§ **Stored data**:
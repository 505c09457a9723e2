use std::{env, net::SocketAddr, path::PathBuf, str::FromStr};

use thiserror::Error;

use crate::logging::LogFormat;

const DEFAULT_BIND_ADDR: &str = "127.0.0.1:3000";
const DEFAULT_AUTH_SERVER_SCHEME: &str = "https";

#[derive(Debug, Error, PartialEq, Eq)]
pub enum ConfigError {
    #[error("{0} must be set")]
    Missing(&'static str),
    #[error("{key} has an invalid value: {value}")]
    Invalid { key: &'static str, value: String },
}

#[derive(Debug, Clone)]
pub struct Config {
    pub bind_addr: SocketAddr,
    pub settings_path: PathBuf,
    pub session_secret: String,
    pub auth_server_scheme: String,
    pub session_cookie_secure: bool,
    pub log_format: LogFormat,
    pub rate_limit_auth_seconds: u64,
    pub rate_limit_auth_burst: u32,
}

impl Config {
    pub fn from_env() -> Result<Self, ConfigError> {
        dotenv::dotenv().ok(); // Load .env file

        Self::from_lookup(|key| env::var(key).ok())
    }

    pub fn from_lookup<F>(lookup: F) -> Result<Self, ConfigError>
    where
        F: Fn(&str) -> Option<String>,
    {
        let required = |key: &'static str| lookup(key).ok_or(ConfigError::Missing(key));

        let auth_server_scheme = lookup("AUTH_SERVER_SCHEME")
            .unwrap_or_else(|| DEFAULT_AUTH_SERVER_SCHEME.to_string());
        if auth_server_scheme != "https" && auth_server_scheme != "http" {
            return Err(ConfigError::Invalid {
                key: "AUTH_SERVER_SCHEME",
                value: auth_server_scheme,
            });
        }

        Ok(Config {
            bind_addr: parse_or(&lookup, "BIND_ADDR", DEFAULT_BIND_ADDR)?,
            settings_path: PathBuf::from(required("SETTINGS_PATH")?),
            session_secret: required("SESSION_SECRET")?,
            auth_server_scheme,
            session_cookie_secure: parse_or(&lookup, "SESSION_COOKIE_SECURE", "true")?,
            log_format: parse_or(&lookup, "LOG_FORMAT", "pretty")?,
            rate_limit_auth_seconds: parse_or(&lookup, "RATE_LIMITER_AUTH_SECONDS", "1")?,
            rate_limit_auth_burst: parse_or(&lookup, "RATE_LIMITER_AUTH_BURST", "10")?,
        })
    }
}

fn parse_or<T, F>(lookup: &F, key: &'static str, default: &str) -> Result<T, ConfigError>
where
    T: FromStr,
    F: Fn(&str) -> Option<String>,
{
    let value = lookup(key).unwrap_or_else(|| default.to_string());
    value
        .parse()
        .map_err(|_| ConfigError::Invalid { key, value })
}

#[cfg(test)]
pub(crate) fn test_config() -> Config {
    Config {
        bind_addr: DEFAULT_BIND_ADDR.parse().unwrap(),
        settings_path: PathBuf::from("config.json"),
        session_secret: "0123456789abcdef0123456789abcdef".into(),
        auth_server_scheme: "http".into(),
        session_cookie_secure: true,
        log_format: LogFormat::Pretty,
        rate_limit_auth_seconds: 1,
        rate_limit_auth_burst: 10,
    }
}

#[cfg(test)]
mod tests {
    use super::*;
    use std::collections::HashMap;

    fn lookup_from(pairs: &[(&str, &str)]) -> impl Fn(&str) -> Option<String> {
        let map: HashMap<String, String> = pairs
            .iter()
            .map(|(k, v)| (k.to_string(), v.to_string()))
            .collect();
        move |key| map.get(key).cloned()
    }

    #[test]
    fn applies_defaults() {
        let config = Config::from_lookup(lookup_from(&[
            ("SETTINGS_PATH", "/etc/app/config.json"),
            ("SESSION_SECRET", "secret"),
        ]))
        .unwrap();

        assert_eq!(config.bind_addr, "127.0.0.1:3000".parse().unwrap());
        assert_eq!(config.settings_path, PathBuf::from("/etc/app/config.json"));
        assert_eq!(config.auth_server_scheme, "https");
        assert!(config.session_cookie_secure);
        assert_eq!(config.log_format, LogFormat::Pretty);
        assert_eq!(config.rate_limit_auth_seconds, 1);
        assert_eq!(config.rate_limit_auth_burst, 10);
    }

    #[test]
    fn reads_overrides() {
        let config = Config::from_lookup(lookup_from(&[
            ("SETTINGS_PATH", "config.json"),
            ("SESSION_SECRET", "secret"),
            ("BIND_ADDR", "0.0.0.0:8080"),
            ("AUTH_SERVER_SCHEME", "http"),
            ("SESSION_COOKIE_SECURE", "false"),
            ("LOG_FORMAT", "json"),
        ]))
        .unwrap();

        assert_eq!(config.bind_addr.port(), 8080);
        assert_eq!(config.auth_server_scheme, "http");
        assert!(!config.session_cookie_secure);
        assert_eq!(config.log_format, LogFormat::Json);
    }

    #[test]
    fn missing_settings_path_is_reported() {
        let err = Config::from_lookup(lookup_from(&[("SESSION_SECRET", "secret")])).unwrap_err();

        assert_eq!(err, ConfigError::Missing("SETTINGS_PATH"));
    }

    #[test]
    fn malformed_values_are_reported() {
        let err = Config::from_lookup(lookup_from(&[
            ("SETTINGS_PATH", "config.json"),
            ("SESSION_SECRET", "secret"),
            ("BIND_ADDR", "not-an-addr"),
        ]))
        .unwrap_err();

        assert_eq!(
            err,
            ConfigError::Invalid {
                key: "BIND_ADDR",
                value: "not-an-addr".into()
            }
        );
    }

    #[test]
    fn unknown_scheme_is_rejected() {
        let err = Config::from_lookup(lookup_from(&[
            ("SETTINGS_PATH", "config.json"),
            ("SESSION_SECRET", "secret"),
            ("AUTH_SERVER_SCHEME", "ftp"),
        ]))
        .unwrap_err();

        assert!(matches!(
            err,
            ConfigError::Invalid {
                key: "AUTH_SERVER_SCHEME",
                ..
            }
        ));
    }
}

§ **Problem requirements**:
All lines in the records above that contain "const" are to be reported.

§ **Reply**:
const DEFAULT_BIND_ADDR: &str = "127.0.0.1:3000";
const DEFAULT_AUTH_SERVER_SCHEME: &str = "https";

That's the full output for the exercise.